■ **WORK TO COMPLETE**: Working from the entries below, give again each line from the first through the one containing "assert_eq!(outcome.session_ids.len(), 2);", exactly and with nothing else.

■ **RECORD EXCERPTS**:
async fn register(coordinator: &SyncCoordinator, node_id: &str) {
    coordinator
        .register_node(RegisterNodeRequest {
            node_id: node_id.to_string(),
            name: format!("node {}", node_id),
            address: "127.0.0.1".into(),
            port: 9000,
            capabilities: vec!["sync".into()],
        })
        .await
        .unwrap();
}

fn clock(entries: &[(&str, u64)]) -> VectorClock {
    let mut vc = VectorClock::new();
    for (node, value) in entries {
        vc.clocks.insert(node.to_string(), *value);
    }
    vc
}

/// Transport that delivers a bounded number of chunks, then drops the link.
/// A negative budget delivers everything.
struct FlakyTransport {
    budget: AtomicI64,
}

#[async_trait::async_trait]
impl PeerTransport for FlakyTransport {
    async fn send_delta(&self, _target: &NodeInfo, _file_id: &str, _delta: &Delta) -> AppResult<()> {
        Ok(())
    }

    async fn send_chunk(
        &self,
        _target: &NodeInfo,
        _chunk_hash: &str,
        _bytes: &[u8],
    ) -> AppResult<()> {
        let budget = self.budget.load(Ordering::SeqCst);
        if budget < 0 {
            return Ok(());
        }
        if budget == 0 {
            return Err(AppError::Transport("peer link dropped".into()));
        }
        self.budget.fetch_sub(1, Ordering::SeqCst);
        Ok(())
    }
}

#[tokio::test]
async fn initial_upload_fans_out_to_all_peers() {
    let coordinator = coordinator().await;
    for node in ["n1", "n2", "n3"] {
        register(&coordinator, node).await;
    }

    // 10 KiB -> two full chunks and one short tail
    let content: Vec<u8> = (0..10 * 1024).map(|i| (i % 251) as u8).collect();
    let outcome = coordinator
        .upload_file("report.bin", "report.bin", content.clone(), "n1", None)
        .await
        .unwrap();

    assert_eq!(outcome.session_ids.len(), 2);
    assert!(outcome.conflict.is_none());
    assert_eq!(outcome.delta_metrics.bytes_saved, 0);
    assert_eq!(outcome.delta_metrics.bytes_transferred, content.len() as u64);

    for target in ["n2", "n3"] {
        let sessions = coordinator.sessions_for_target(target).await;
        assert_eq!(sessions.len(), 1);
        assert_eq!(sessions[0].state, SessionState::Completed);
        assert_eq!(sessions[0].bytes_transferred, content.len() as u64);
        assert_eq!(
            coordinator
                .replica_signature("report.bin", target)
                .await
                .unwrap(),
            outcome.version.chunk_list
        );
    }

    let heads = coordinator.file_heads("report.bin").await.unwrap();
    assert_eq!(heads.len(), 1);

    let events = coordinator.recent_events(100).await;
    let completed = events
        .iter()
        .filter(|e| e.event_type == EventType::SyncCompleted)
        .count();
    assert_eq!(completed, 2);

    // Progress per session is monotonic and ends at 100
    for session_id in &outcome.session_ids {
        let mut progress: Vec<u8> = events
            .iter()
            .rev()
            .filter_map(|e| match &e.data {
                EventPayload::SyncProgress {
                    session_id: sid,
                    progress,
                    ..
                } if sid == session_id => Some(*progress),
                _ => None,
            })
            .collect();
        assert!(progress.len() >= 3);
        assert_eq!(progress.last(), Some(&100));
        let mut sorted = progress.clone();
        sorted.sort_unstable();
        assert_eq!(progress, sorted);
        progress.dedup();
        assert_eq!(progress.first(), Some(&0));
    }

    assert_eq!(
        coordinator.content("report.bin").await.unwrap(),
        content
    );
}

#[tokio::test]
async fn second_upload_reuses_unchanged_chunks() {
    let coordinator = coordinator().await;
    for node in ["n1", "n2"] {
        register(&coordinator, node).await;
    }

    let base: Vec<u8> = (0..3 * CHUNK).map(|i| (i % 251) as u8).collect();
    coordinator
        .upload_file("report.bin", "report.bin", base.clone(), "n1", None)
        .await
        .unwrap();

    // Only the middle chunk changes
    let mut modified = base.clone();
    modified[CHUNK..2 * CHUNK].fill(0xAB);
    let outcome = coordinator
        .upload_file("report.bin", "report.bin", modified.clone(), "n1", None)
        .await
        .unwrap();

    assert_eq!(outcome.delta_metrics.chunks_copied, 2);
    assert_eq!(outcome.delta_metrics.chunks_inserted, 1);
    assert_eq!(outcome.delta_metrics.bytes_saved, (2 * CHUNK) as u64);
    assert!((outcome.delta_metrics.compression_ratio - 2.0 / 3.0).abs() < 0.01);

    // Exactly one chunk body crossed to n2 on the second session
    let sessions = coordinator.sessions_for_target("n2").await;
    assert_eq!(sessions.len(), 2);
    let second = sessions
        .iter()
        .find(|s| s.version_id == outcome.version.version_id)
        .unwrap();
    assert_eq!(second.state, SessionState::Completed);
    assert_eq!(second.bytes_transferred, CHUNK as u64);

    let completed_metrics = coordinator
        .recent_events(100)
        .await
        .into_iter()
        .find_map(|e| match e.data {
            EventPayload::SyncCompleted {
                version_id,
                delta_metrics,
                ..
            } if version_id == outcome.version.version_id => Some(delta_metrics),
            _ => None,
        })
        .unwrap();
    assert_eq!(completed_metrics.bytes_saved, (2 * CHUNK) as u64);
    assert_eq!(completed_metrics.bytes_transferred, CHUNK as u64);

    assert_eq!(coordinator.content("report.bin").await.unwrap(), modified);
}

#[tokio::test]
async fn delta_upload_splices_into_the_head() {
    let coordinator = coordinator().await;
    for node in ["n1", "n2"] {
        register(&coordinator, node).await;
    }

    let base: Vec<u8> = (0..3 * CHUNK).map(|i| (i % 251) as u8).collect();
    coordinator
        .upload_file("report.bin", "report.bin", base.clone(), "n1", None)
        .await
        .unwrap();

    // Client-built delta: keep chunks 0 and 2, replace the middle
    let signature = coordinator.head_signature("report.bin").await.unwrap();
    let new_middle = vec![0xCDu8; CHUNK];
    let mut expected = base.clone();
    expected[CHUNK..2 * CHUNK].copy_from_slice(&new_middle);

    let delta = Delta {
        base_signature_digest: DeltaEngine::signature_digest(&signature),
        operations: vec![
            DeltaOp::Copy {
                from_index: 0,
                count: 1,
                size: CHUNK as u64,
            },
            DeltaOp::Insert {
                index: 1,
                chunk_hash: sha256_hex(&new_middle),
                size: CHUNK,
                bytes: Some(new_middle),
            },
            DeltaOp::Copy {
                from_index: 2,
                count: 1,
                size: CHUNK as u64,
            },
        ],
    };

    let outcome = coordinator
        .submit_delta("report.bin", &delta, &sha256_hex(&expected), "n2", None)
        .await
        .unwrap();
    assert!(outcome.conflict.is_none());
    assert_eq!(coordinator.content("report.bin").await.unwrap(), expected);
    assert_eq!(outcome.delta_metrics.chunks_copied, 2);
    assert_eq!(outcome.delta_metrics.chunks_inserted, 1);

    // Inserts may omit bytes for chunks the coordinator already holds:
    // revert the middle chunk by hash alone (its body is still referenced
    // by the first version)
    let new_head_signature = coordinator.head_signature("report.bin").await.unwrap();
    let revert = Delta {
        base_signature_digest: DeltaEngine::signature_digest(&new_head_signature),
        operations: vec![
            DeltaOp::Copy {
                from_index: 0,
                count: 1,
                size: CHUNK as u64,
            },
            DeltaOp::Insert {
                index: 1,
                chunk_hash: sha256_hex(&base[CHUNK..2 * CHUNK]),
                size: CHUNK,
                bytes: None,
            },
            DeltaOp::Copy {
                from_index: 2,
                count: 1,
                size: CHUNK as u64,
            },
        ],
    };
    coordinator
        .submit_delta("report.bin", &revert, &sha256_hex(&base), "n2", None)
        .await
        .unwrap();
    assert_eq!(coordinator.content("report.bin").await.unwrap(), base);

    // A bytes-less insert whose chunk the store lacks is rejected
    let head_signature = coordinator.head_signature("report.bin").await.unwrap();
    let unknown = Delta {
        base_signature_digest: DeltaEngine::signature_digest(&head_signature),
        operations: vec![DeltaOp::Insert {
            index: 0,
            chunk_hash: sha256_hex(b"never uploaded"),
            size: 14,
            bytes: None,
        }],
    };
    let err = coordinator
        .submit_delta(
            "report.bin",
            &unknown,
            &sha256_hex(b"never uploaded"),
            "n2",
            None,
        )
        .await
        .unwrap_err();
    assert!(matches!(err, AppError::MissingChunk(_)));

    // A delta against a mismatched base is rejected outright
    let bad = Delta {
        base_signature_digest: "not-the-base".into(),
        operations: vec![],
    };
    let err = coordinator
        .submit_delta("report.bin", &bad, &sha256_hex(b""), "n2", None)
        .await
        .unwrap_err();
    assert!(matches!(err, AppError::DeltaIntegrity(_)));
}
// Core types and primitives shared across the coordinator

pub mod vector_clock;

use chrono::Utc;
use sha2::{Digest, Sha256};

/// Node identifier, unique across the coordinator's lifetime
pub type NodeId = String;

/// File identifier
pub type FileId = String;

/// Version identifier (UUID string)
pub type VersionId = String;

/// Current wall-clock time in milliseconds since the epoch
pub fn current_time_millis() -> i64 {
    Utc::now().timestamp_millis()
}

/// Hex-encoded SHA-256 of the given bytes. Chunk and content identity
/// everywhere in the coordinator is this digest.
pub fn sha256_hex(bytes: &[u8]) -> String {
    let mut hasher = Sha256::new();
    hasher.update(bytes);
    hex::encode(hasher.finalize())
}

#[cfg(test)]
mod tests {
    use super::*;

    #[test]
    fn test_sha256_hex_known_vector() {
        // SHA-256 of the empty string
        assert_eq!(
            sha256_hex(b""),
            "e3b0c44298fc1c149afbf4c8996fb92427ae41e4649b934ca495991b7852b855"
        );
    }

    #[test]
    fn test_sha256_hex_is_deterministic() {
        assert_eq!(sha256_hex(b"chunk"), sha256_hex(b"chunk"));
        assert_ne!(sha256_hex(b"chunk"), sha256_hex(b"chunk2"));
    }
}
use crate::{config::Config, coordinator::SyncCoordinator, error::AppResult};

#[derive(Clone)]
pub struct AppState {
    pub coordinator: SyncCoordinator,
    pub config: Config,
}

impl AppState {
    pub async fn new(config: Config) -> AppResult<Self> {
        // Assemble the coordinator (metadata store, chunk store, clocks,
        // version store, registry, event log, orchestrator)
        let coordinator = SyncCoordinator::new(config.clone()).await?;
        coordinator.start_offline_sweeper();

        Ok(Self {
            coordinator,
            config,
        })
    }
}
// Sync Coordinator Server - replication engine behind an HTTP+WS surface

use axum::Router;
use tokio::net::TcpListener;
use tower::ServiceBuilder;
use tower_http::cors::CorsLayer;

use sync_coordinator::{api::create_sync_router, app_state::AppState, config::Config};

#[tokio::main]
async fn main() -> anyhow::Result<()> {
    // Initialize tracing
    tracing_subscriber::fmt()
        .with_env_filter(
            tracing_subscriber::EnvFilter::try_from_default_env()
                .unwrap_or_else(|_| "info".into()),
        )
        .init();

    // Load configuration
    let config = Config::from_env()?;
    let addr = config.server_address();

    // Initialize application state
    let app_state = AppState::new(config).await.map_err(|e| anyhow::anyhow!("{}", e))?;

    // Build main application router
    let app = Router::new()
        .merge(create_sync_router(app_state))
        .layer(ServiceBuilder::new().layer(CorsLayer::permissive()));

    // Start server
    println!("🚀 Sync Coordinator starting on http://{}", addr);
    println!("📋 API overview:");
    println!("  POST   /register                    - Register a node");
    println!("  GET    /nodes                       - List nodes with status");
    println!("  DELETE /nodes/{{id}}                  - Remove node (cascades)");
    println!("  POST   /files/upload                - Upload a new version");
    println!("  POST   /files/{{id}}/delta            - Submit a delta upload");
    println!("  GET    /files/{{id}}/history          - Causal version history");
    println!("  POST   /files/{{id}}/restore          - Restore an old version");
    println!("  GET    /conflicts                   - Unresolved conflicts");
    println!("  GET    /causal-order                - Events in causal order");
    println!("  GET    /ws                          - Event push stream");

    let listener = TcpListener::bind(&addr).await?;
    axum::serve(listener, app).await?;

    Ok(())
}
// Typed records for the replication engine

pub mod sync_models;

pub use sync_models::{
    ChunkSignature, Conflict, Delta, DeltaMetrics, DeltaOp, EventPayload, EventType, FileMeta,
    FileVersion, NodeInfo, NodeStatus, RegisterNodeRequest, ReplicationSession, SessionState,
    SyncEvent,
};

■ **EXERCISE SOLUTION**:
async fn register(coordinator: &SyncCoordinator, node_id: &str) {
    coordinator
        .register_node(RegisterNodeRequest {
            node_id: node_id.to_string(),
            name: format!("node {}", node_id),
            address: "127.0.0.1".into(),
            port: 9000,
            capabilities: vec!["sync".into()],
        })
        .await
        .unwrap();
}

fn clock(entries: &[(&str, u64)]) -> VectorClock {
    let mut vc = VectorClock::new();
    for (node, value) in entries {
        vc.clocks.insert(node.to_string(), *value);
    }
    vc
}

/// Transport that delivers a bounded number of chunks, then drops the link.
/// A negative budget delivers everything.
struct FlakyTransport {
    budget: AtomicI64,
}

#[async_trait::async_trait]
impl PeerTransport for FlakyTransport {
    async fn send_delta(&self, _target: &NodeInfo, _file_id: &str, _delta: &Delta) -> AppResult<()> {
        Ok(())
    }

    async fn send_chunk(
        &self,
        _target: &NodeInfo,
        _chunk_hash: &str,
        _bytes: &[u8],
    ) -> AppResult<()> {
        let budget = self.budget.load(Ordering::SeqCst);
        if budget < 0 {
            return Ok(());
        }
        if budget == 0 {
            return Err(AppError::Transport("peer link dropped".into()));
        }
        self.budget.fetch_sub(1, Ordering::SeqCst);
        Ok(())
    }
}

#[tokio::test]
async fn initial_upload_fans_out_to_all_peers() {
    let coordinator = coordinator().await;
    for node in ["n1", "n2", "n3"] {
        register(&coordinator, node).await;
    }

    // 10 KiB -> two full chunks and one short tail
    let content: Vec<u8> = (0..10 * 1024).map(|i| (i % 251) as u8).collect();
    let outcome = coordinator
        .upload_file("report.bin", "report.bin", content.clone(), "n1", None)
        .await
        .unwrap();

    assert_eq!(outcome.session_ids.len(), 2);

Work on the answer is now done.